** Opening Supplied material block **

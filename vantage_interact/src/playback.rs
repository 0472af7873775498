// Copyright 2026 the Vantage Authors
// SPDX-License-Identifier: Apache-2.0 OR MIT

//! Playback: a fixed-interval advance schedule over the window bound.
//!
//! There is no timer here. The host owns the event loop and calls [`Playback::tick`]
//! with its monotonic clock; playback only tracks the next deadline, which makes the
//! schedule deterministic and testable, and makes "exactly one pending timer" true by
//! construction.

/// Whether playback is armed, and when it next fires.
#[derive(Clone, Copy, Debug, PartialEq, Eq)]
pub enum PlaybackState {
    /// Nothing scheduled.
    Stopped,
    /// Advancing; the next step fires at `deadline_ms`.
    Playing {
        /// Host-clock instant of the next advance, in milliseconds.
        deadline_ms: u64,
    },
}

/// The playback schedule for one chart instance.
#[derive(Clone, Debug)]
pub struct Playback {
    interval_ms: u64,
    start: f64,
    end: f64,
    step: f64,
    position: f64,
    state: PlaybackState,
}

impl Playback {
    /// Creates a stopped schedule over `[start, end]`, advancing by `step` every
    /// `interval_ms`.
    pub fn new(start: f64, end: f64, step: f64, interval_ms: u64) -> Self {
        Self {
            interval_ms: interval_ms.max(1),
            start,
            end: end.max(start),
            step: step.max(0.0),
            position: start,
            state: PlaybackState::Stopped,
        }
    }

    /// Returns the current window position.
    pub fn position(&self) -> f64 {
        self.position
    }

    /// Moves the position directly (slider input), clamped to the playback range.
    pub fn seek(&mut self, position: f64) {
        self.position = position.clamp(self.start, self.end);
    }

    /// Returns `true` while a step is scheduled.
    pub fn is_playing(&self) -> bool {
        matches!(self.state, PlaybackState::Playing { .. })
    }

    /// Returns the current schedule state.
    pub fn state(&self) -> PlaybackState {
        self.state
    }

    /// Starts (or restarts) playback from the host clock instant `now_ms`.
    ///
    /// Calling while already playing reschedules the single pending deadline; there is
    /// never a second concurrent schedule.
    pub fn play(&mut self, now_ms: u64) {
        if self.is_playing() {
            tracing::debug!("play while playing; restarting the schedule");
        }
        if self.position >= self.end {
            self.position = self.start;
        }
        self.state = PlaybackState::Playing {
            deadline_ms: now_ms + self.interval_ms,
        };
    }

    /// Stops playback, deterministically clearing the pending deadline.
    pub fn pause(&mut self) {
        self.state = PlaybackState::Stopped;
    }

    /// Advances if the deadline has passed, returning the new window position.
    ///
    /// At most one step fires per call: a host that stalls past several deadlines gets
    /// one catch-up step and a fresh deadline, not a burst. Reaching the end of the
    /// range stops playback.
    pub fn tick(&mut self, now_ms: u64) -> Option<f64> {
        let PlaybackState::Playing { deadline_ms } = self.state else {
            return None;
        };
        if now_ms < deadline_ms {
            return None;
        }

        self.position = (self.position + self.step).min(self.end);
        if self.position >= self.end {
            self.state = PlaybackState::Stopped;
        } else {
            let next = deadline_ms + self.interval_ms;
            self.state = PlaybackState::Playing {
                deadline_ms: if next > now_ms {
                    next
                } else {
                    now_ms + self.interval_ms
                },
            };
        }
        Some(self.position)
    }
}

#[cfg(test)]
mod tests {
    extern crate std;

    use super::*;

    #[test]
    fn advances_only_at_deadlines() {
        let mut p = Playback::new(2000.0, 2003.0, 1.0, 100);
        p.play(0);
        assert_eq!(p.tick(50), None);
        assert_eq!(p.tick(100), Some(2001.0));
        assert_eq!(p.tick(120), None, "next deadline not yet reached");
        assert_eq!(p.tick(200), Some(2002.0));
    }

    #[test]
    fn stops_at_the_end_of_the_range() {
        let mut p = Playback::new(2000.0, 2001.0, 1.0, 100);
        p.play(0);
        assert_eq!(p.tick(100), Some(2001.0));
        assert!(!p.is_playing());
        assert_eq!(p.tick(500), None);
    }

    #[test]
    fn pause_clears_the_pending_deadline() {
        let mut p = Playback::new(2000.0, 2003.0, 1.0, 100);
        p.play(0);
        p.pause();
        assert_eq!(p.tick(1_000), None);
    }

    #[test]
    fn play_while_playing_keeps_a_single_schedule() {
        let mut p = Playback::new(2000.0, 2005.0, 1.0, 100);
        p.play(0);
        p.play(60);
        assert_eq!(p.tick(100), None, "old deadline was superseded");
        assert_eq!(p.tick(160), Some(2001.0));
    }

    #[test]
    fn replay_from_the_end_restarts_at_the_beginning() {
        let mut p = Playback::new(2000.0, 2001.0, 1.0, 100);
        p.play(0);
        p.tick(100);
        p.play(200);
        assert_eq!(p.position(), 2000.0);
        assert_eq!(p.tick(300), Some(2001.0));
    }

    #[test]
    fn stalled_hosts_get_one_catch_up_step() {
        let mut p = Playback::new(2000.0, 2010.0, 1.0, 100);
        p.play(0);
        assert_eq!(p.tick(950), Some(2001.0));
        assert_eq!(p.tick(960), None, "no burst after a stall");
    }
}
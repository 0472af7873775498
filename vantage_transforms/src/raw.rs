// Copyright 2026 the Vantage Authors
// SPDX-License-Identifier: Apache-2.0 OR MIT

//! Raw input shapes, as handed over by the data-source collaborator.
//!
//! The pipeline is agnostic to how these were fetched or cached; it only sees parsed
//! in-memory structures. Three shapes cover the feeds this system consumes: a shared
//! axis with named columns, a flat row list, and a nested group tree.

extern crate alloc;

use alloc::string::String;
use alloc::vec::Vec;

/// One named numeric column, aligned to the table's axis.
#[derive(Clone, Debug, PartialEq)]
pub struct NamedColumn {
    /// Series name.
    pub name: String,
    /// Values, aligned to [`RawData::Columns::axis`]. Shorter columns read as `0.0`
    /// past their end.
    pub values: Vec<f64>,
}

/// One observation row in a flat feed.
#[derive(Clone, Debug, PartialEq)]
pub struct RawRow {
    /// Subset discriminator; the normalizer's `choice` selects one group.
    pub group: String,
    /// Series name. Empty for single-series feeds.
    pub series: String,
    /// Category label.
    pub category: String,
    /// Numeric measure.
    pub value: f64,
    /// Optional ordering hint (typically a year).
    pub order: Option<f64>,
}

/// One node of a nested group tree.
#[derive(Clone, Debug, PartialEq)]
pub struct RawNode {
    /// Node name.
    pub name: String,
    /// Leaf value. Ignored for interior nodes, whose value is the sum of their leaves.
    pub value: f64,
    /// Child nodes; empty for leaves.
    pub children: Vec<RawNode>,
}

impl RawNode {
    /// Creates a leaf node.
    pub fn leaf(name: impl Into<String>, value: f64) -> Self {
        Self {
            name: name.into(),
            value,
            children: Vec::new(),
        }
    }

    /// Creates an interior node.
    pub fn group(name: impl Into<String>, children: Vec<Self>) -> Self {
        Self {
            name: name.into(),
            value: 0.0,
            children,
        }
    }

    /// Sums the values of all leaves under this node (its own value if it is a leaf).
    pub fn leaf_sum(&self) -> f64 {
        if self.children.is_empty() {
            self.value
        } else {
            self.children.iter().map(Self::leaf_sum).sum()
        }
    }
}

/// A raw fetched structure, before normalization.
#[derive(Clone, Debug, PartialEq)]
pub enum RawData {
    /// Object-of-arrays: a shared ordering axis plus named series columns.
    Columns {
        /// The shared axis (e.g. years), also the record ordering hint.
        axis: Vec<f64>,
        /// Named series columns.
        series: Vec<NamedColumn>,
    },
    /// A flat row list, grouped by [`RawRow::group`].
    Rows(Vec<RawRow>),
    /// A forest of named groups with leaf values.
    Tree(Vec<RawNode>),
}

** Closing Supplied material block **

Problem requirements: Find every line in the data above that holds the string "NamedColumn". Give the number of such lines and nothing else.

Answer to the problem: 2